:: Goal of the exercise ::
Before you finish, make sure each line of the records has been retyped exactly.

[Collected data entries]

========================================================================

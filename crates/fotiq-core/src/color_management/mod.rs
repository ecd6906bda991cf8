//! Color science: white balance, CIE conversions, and the print-preview ink model.

pub mod cmyk;
pub mod lab;
pub mod white_balance;
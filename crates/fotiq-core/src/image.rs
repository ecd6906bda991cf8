//! Decoded source pixels and rendered frames.
//!
//! The engine never decodes files. Callers hand over interleaved buffers
//! (already linear) or an `image::DynamicImage`, and receive the same
//! representation back from a render.

use serde::{Deserialize, Serialize};
use std::fmt;

use crate::error::{EngineError, Result};

/// Bit depth of the buffer an image was created from.
#[derive(Debug, Clone, Copy, PartialEq, Eq, Serialize, Deserialize)]
pub enum BitDepth {
    /// 8-bit unsigned integer.
    U8,
    /// 16-bit unsigned integer.
    U16,
    /// 32-bit floating point.
    F32,
}

impl fmt::Display for BitDepth {
    fn fmt(&self, f: &mut fmt::Formatter<'_>) -> fmt::Result {
        match self {
            Self::U8 => write!(f, "8-bit"),
            Self::U16 => write!(f, "16-bit"),
            Self::F32 => write!(f, "32-bit float"),
        }
    }
}

/// Borrowed interleaved pixel data accepted by [`LinearImage::from_interleaved`].
#[derive(Debug, Clone, Copy)]
pub enum PixelData<'a> {
    /// 8-bit RGBA, four bytes per pixel.
    Rgba8(&'a [u8]),
    /// Float RGBA, four values per pixel.
    RgbaF32(&'a [f32]),
    /// Float RGB planes interleaved, three values per pixel. Alpha is opaque.
    RgbF32(&'a [f32]),
}

impl PixelData<'_> {
    fn channels(&self) -> usize {
        match self {
            Self::Rgba8(_) | Self::RgbaF32(_) => 4,
            Self::RgbF32(_) => 3,
        }
    }

    fn len(&self) -> usize {
        match self {
            Self::Rgba8(d) => d.len(),
            Self::RgbaF32(d) | Self::RgbF32(d) => d.len(),
        }
    }
}

/// Internal image representation. Always RGBA f32, linear.
#[derive(Debug, Clone, PartialEq)]
pub struct LinearImage {
    /// Image width in pixels.
    pub width: u32,
    /// Image height in pixels.
    pub height: u32,
    /// Row-major RGBA pixels.
    pub pixels: Vec<[f32; 4]>,
    /// Bit depth of the buffer the image was built from.
    pub source_bit_depth: BitDepth,
}

impl LinearImage {
    /// Create an image filled with a single color.
    pub fn filled(width: u32, height: u32, rgba: [f32; 4]) -> Self {
        Self {
            width,
            height,
            pixels: vec![rgba; width as usize * height as usize],
            source_bit_depth: BitDepth::F32,
        }
    }

    /// Build an image from an interleaved buffer.
    ///
    /// Fails with [`EngineError::UnsupportedInput`] when a dimension is zero or
    /// the buffer length does not match `width * height * channels`.
    pub fn from_interleaved(data: PixelData<'_>, width: u32, height: u32) -> Result<Self> {
        if width == 0 || height == 0 {
            return Err(EngineError::unsupported(format!(
                "image dimensions must be non-zero, got {width}x{height}"
            )));
        }
        let pixel_count = width as usize * height as usize;
        let expected = pixel_count * data.channels();
        if data.len() != expected {
            return Err(EngineError::unsupported(format!(
                "buffer holds {} values, {width}x{height} needs {expected}",
                data.len()
            )));
        }

        let (pixels, source_bit_depth) = match data {
            PixelData::Rgba8(bytes) => (
                bytes
                    .chunks_exact(4)
                    .map(|p| {
                        [
                            p[0] as f32 / 255.0,
                            p[1] as f32 / 255.0,
                            p[2] as f32 / 255.0,
                            p[3] as f32 / 255.0,
                        ]
                    })
                    .collect(),
                BitDepth::U8,
            ),
            PixelData::RgbaF32(values) => (
                values
                    .chunks_exact(4)
                    .map(|p| [p[0], p[1], p[2], p[3]])
                    .collect(),
                BitDepth::F32,
            ),
            PixelData::RgbF32(values) => (
                values
                    .chunks_exact(3)
                    .map(|p| [p[0], p[1], p[2], 1.0])
                    .collect(),
                BitDepth::F32,
            ),
        };

        tracing::info!(width, height, depth = %source_bit_depth, "loaded source image");

        Ok(Self {
            width,
            height,
            pixels,
            source_bit_depth,
        })
    }

    /// Convert a decoded `image` crate buffer.
    pub fn from_dynamic(img: &image::DynamicImage) -> Result<Self> {
        let rgba = img.to_rgba32f();
        let (width, height) = rgba.dimensions();
        let mut out = Self::from_interleaved(PixelData::RgbaF32(rgba.as_raw()), width, height)?;
        out.source_bit_depth = match img.color() {
            image::ColorType::Rgb8 | image::ColorType::Rgba8 => BitDepth::U8,
            image::ColorType::L8 | image::ColorType::La8 => BitDepth::U8,
            image::ColorType::Rgb16 | image::ColorType::Rgba16 => BitDepth::U16,
            image::ColorType::L16 | image::ColorType::La16 => BitDepth::U16,
            _ => BitDepth::F32,
        };
        Ok(out)
    }

    /// Pixel count.
    pub fn pixel_count(&self) -> usize {
        self.pixels.len()
    }

    /// Quantize to interleaved 8-bit RGBA, clamping out-of-range values.
    pub fn to_rgba8(&self) -> Vec<u8> {
        self.pixels
            .iter()
            .flat_map(|p| p.map(|v| (v.clamp(0.0, 1.0) * 255.0 + 0.5) as u8))
            .collect()
    }

    /// Export as an `image` crate float buffer without clamping.
    pub fn to_rgba32f_image(&self) -> Option<image::Rgba32FImage> {
        let raw: Vec<f32> = self.pixels.iter().flatten().copied().collect();
        image::Rgba32FImage::from_raw(self.width, self.height, raw)
    }

    /// Fetch a pixel with clamp-to-edge addressing.
    pub fn texel(&self, x: i64, y: i64) -> [f32; 4] {
        let x = x.clamp(0, self.width as i64 - 1) as usize;
        let y = y.clamp(0, self.height as i64 - 1) as usize;
        self.pixels[y * self.width as usize + x]
    }

    /// Bilinear sample at normalized coordinates, clamp-to-edge.
    ///
    /// Texel centers sit at `(i + 0.5) / size`, so sampling at a pixel center
    /// of a same-size target returns the source pixel exactly.
    pub fn sample_bilinear(&self, u: f32, v: f32) -> [f32; 4] {
        let px = u * self.width as f32 - 0.5;
        let py = v * self.height as f32 - 0.5;
        let x0 = px.floor();
        let y0 = py.floor();
        let fx = px - x0;
        let fy = py - y0;
        let (x0, y0) = (x0 as i64, y0 as i64);

        let a = self.texel(x0, y0);
        let b = self.texel(x0 + 1, y0);
        let c = self.texel(x0, y0 + 1);
        let d = self.texel(x0 + 1, y0 + 1);

        let mut out = [0.0; 4];
        for i in 0..4 {
            let top = a[i] + (b[i] - a[i]) * fx;
            let bottom = c[i] + (d[i] - c[i]) * fx;
            out[i] = top + (bottom - top) * fy;
        }
        out
    }
}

========================================================================

:: Result for this exercise ::
filename crates/fotiq-core/src/color_management/mod.rs
repository ecd6906bda991cf8
//! Color science: white balance, CIE conversions, and the print-preview ink model.

pub mod cmyk;
pub mod lab;
pub mod white_balance;
filename crates/fotiq-core/src/image.rs
repository ecd6906bda991cf8
//! Decoded source pixels and rendered frames.
//!
//! The engine never decodes files. Callers hand over interleaved buffers
//! (already linear) or an `image::DynamicImage`, and receive the same
//! representation back from a render.

use serde::{Deserialize, Serialize};
use std::fmt;

use crate::error::{EngineError, Result};

/// Bit depth of the buffer an image was created from.
#[derive(Debug, Clone, Copy, PartialEq, Eq, Serialize, Deserialize)]
pub enum BitDepth {
    /// 8-bit unsigned integer.
    U8,
    /// 16-bit unsigned integer.
    U16,
    /// 32-bit floating point.
    F32,
}

impl fmt::Display for BitDepth {
    fn fmt(&self, f: &mut fmt::Formatter<'_>) -> fmt::Result {
        match self {
            Self::U8 => write!(f, "8-bit"),
            Self::U16 => write!(f, "16-bit"),
            Self::F32 => write!(f, "32-bit float"),
        }
    }
}

/// Borrowed interleaved pixel data accepted by [`LinearImage::from_interleaved`].
#[derive(Debug, Clone, Copy)]
pub enum PixelData<'a> {
    /// 8-bit RGBA, four bytes per pixel.
    Rgba8(&'a [u8]),
    /// Float RGBA, four values per pixel.
    RgbaF32(&'a [f32]),
    /// Float RGB planes interleaved, three values per pixel. Alpha is opaque.
    RgbF32(&'a [f32]),
}

impl PixelData<'_> {
    fn channels(&self) -> usize {
        match self {
            Self::Rgba8(_) | Self::RgbaF32(_) => 4,
            Self::RgbF32(_) => 3,
        }
    }

    fn len(&self) -> usize {
        match self {
            Self::Rgba8(d) => d.len(),
            Self::RgbaF32(d) | Self::RgbF32(d) => d.len(),
        }
    }
}

/// Internal image representation. Always RGBA f32, linear.
#[derive(Debug, Clone, PartialEq)]
pub struct LinearImage {
    /// Image width in pixels.
    pub width: u32,
    /// Image height in pixels.
    pub height: u32,
    /// Row-major RGBA pixels.
    pub pixels: Vec<[f32; 4]>,
    /// Bit depth of the buffer the image was built from.
    pub source_bit_depth: BitDepth,
}

impl LinearImage {
    /// Create an image filled with a single color.
    pub fn filled(width: u32, height: u32, rgba: [f32; 4]) -> Self {
        Self {
            width,
            height,
            pixels: vec![rgba; width as usize * height as usize],
            source_bit_depth: BitDepth::F32,
        }
    }

    /// Build an image from an interleaved buffer.
    ///
    /// Fails with [`EngineError::UnsupportedInput`] when a dimension is zero or
    /// the buffer length does not match `width * height * channels`.
    pub fn from_interleaved(data: PixelData<'_>, width: u32, height: u32) -> Result<Self> {
        if width == 0 || height == 0 {
            return Err(EngineError::unsupported(format!(
                "image dimensions must be non-zero, got {width}x{height}"
            )));
        }
        let pixel_count = width as usize * height as usize;
        let expected = pixel_count * data.channels();
        if data.len() != expected {
            return Err(EngineError::unsupported(format!(
                "buffer holds {} values, {width}x{height} needs {expected}",
                data.len()
            )));
        }

        let (pixels, source_bit_depth) = match data {
            PixelData::Rgba8(bytes) => (
                bytes
                    .chunks_exact(4)
                    .map(|p| {
                        [
                            p[0] as f32 / 255.0,
                            p[1] as f32 / 255.0,
                            p[2] as f32 / 255.0,
                            p[3] as f32 / 255.0,
                        ]
                    })
                    .collect(),
                BitDepth::U8,
            ),
            PixelData::RgbaF32(values) => (
                values
                    .chunks_exact(4)
                    .map(|p| [p[0], p[1], p[2], p[3]])
                    .collect(),
                BitDepth::F32,
            ),
            PixelData::RgbF32(values) => (
                values
                    .chunks_exact(3)
                    .map(|p| [p[0], p[1], p[2], 1.0])
                    .collect(),
                BitDepth::F32,
            ),
        };

        tracing::info!(width, height, depth = %source_bit_depth, "loaded source image");

        Ok(Self {
            width,
            height,
            pixels,
            source_bit_depth,
        })
    }

    /// Convert a decoded `image` crate buffer.
    pub fn from_dynamic(img: &image::DynamicImage) -> Result<Self> {
        let rgba = img.to_rgba32f();
        let (width, height) = rgba.dimensions();
        let mut out = Self::from_interleaved(PixelData::RgbaF32(rgba.as_raw()), width, height)?;
        out.source_bit_depth = match img.color() {
            image::ColorType::Rgb8 | image::ColorType::Rgba8 => BitDepth::U8,
            image::ColorType::L8 | image::ColorType::La8 => BitDepth::U8,
            image::ColorType::Rgb16 | image::ColorType::Rgba16 => BitDepth::U16,
            image::ColorType::L16 | image::ColorType::La16 => BitDepth::U16,
            _ => BitDepth::F32,
        };
        Ok(out)
    }

    /// Pixel count.
    pub fn pixel_count(&self) -> usize {
        self.pixels.len()
    }

    /// Quantize to interleaved 8-bit RGBA, clamping out-of-range values.
    pub fn to_rgba8(&self) -> Vec<u8> {
        self.pixels
            .iter()
            .flat_map(|p| p.map(|v| (v.clamp(0.0, 1.0) * 255.0 + 0.5) as u8))
            .collect()
    }

    /// Export as an `image` crate float buffer without clamping.
    pub fn to_rgba32f_image(&self) -> Option<image::Rgba32FImage> {
        let raw: Vec<f32> = self.pixels.iter().flatten().copied().collect();
        image::Rgba32FImage::from_raw(self.width, self.height, raw)
    }

    /// Fetch a pixel with clamp-to-edge addressing.
    pub fn texel(&self, x: i64, y: i64) -> [f32; 4] {
        let x = x.clamp(0, self.width as i64 - 1) as usize;
        let y = y.clamp(0, self.height as i64 - 1) as usize;
        self.pixels[y * self.width as usize + x]
    }

    /// Bilinear sample at normalized coordinates, clamp-to-edge.
    ///
    /// Texel centers sit at `(i + 0.5) / size`, so sampling at a pixel center
    /// of a same-size target returns the source pixel exactly.
    pub fn sample_bilinear(&self, u: f32, v: f32) -> [f32; 4] {
        let px = u * self.width as f32 - 0.5;
        let py = v * self.height as f32 - 0.5;
        let x0 = px.floor();
        let y0 = py.floor();
        let fx = px - x0;
        let fy = py - y0;
        let (x0, y0) = (x0 as i64, y0 as i64);

        let a = self.texel(x0, y0);
        let b = self.texel(x0 + 1, y0);
        let c = self.texel(x0, y0 + 1);
        let d = self.texel(x0 + 1, y0 + 1);

        let mut out = [0.0; 4];
        for i in 0..4 {
            let top = a[i] + (b[i] - a[i]) * fx;
            let bottom = c[i] + (d[i] - c[i]) * fx;
            out[i] = top + (bottom - top) * fy;
        }
        out
    }
}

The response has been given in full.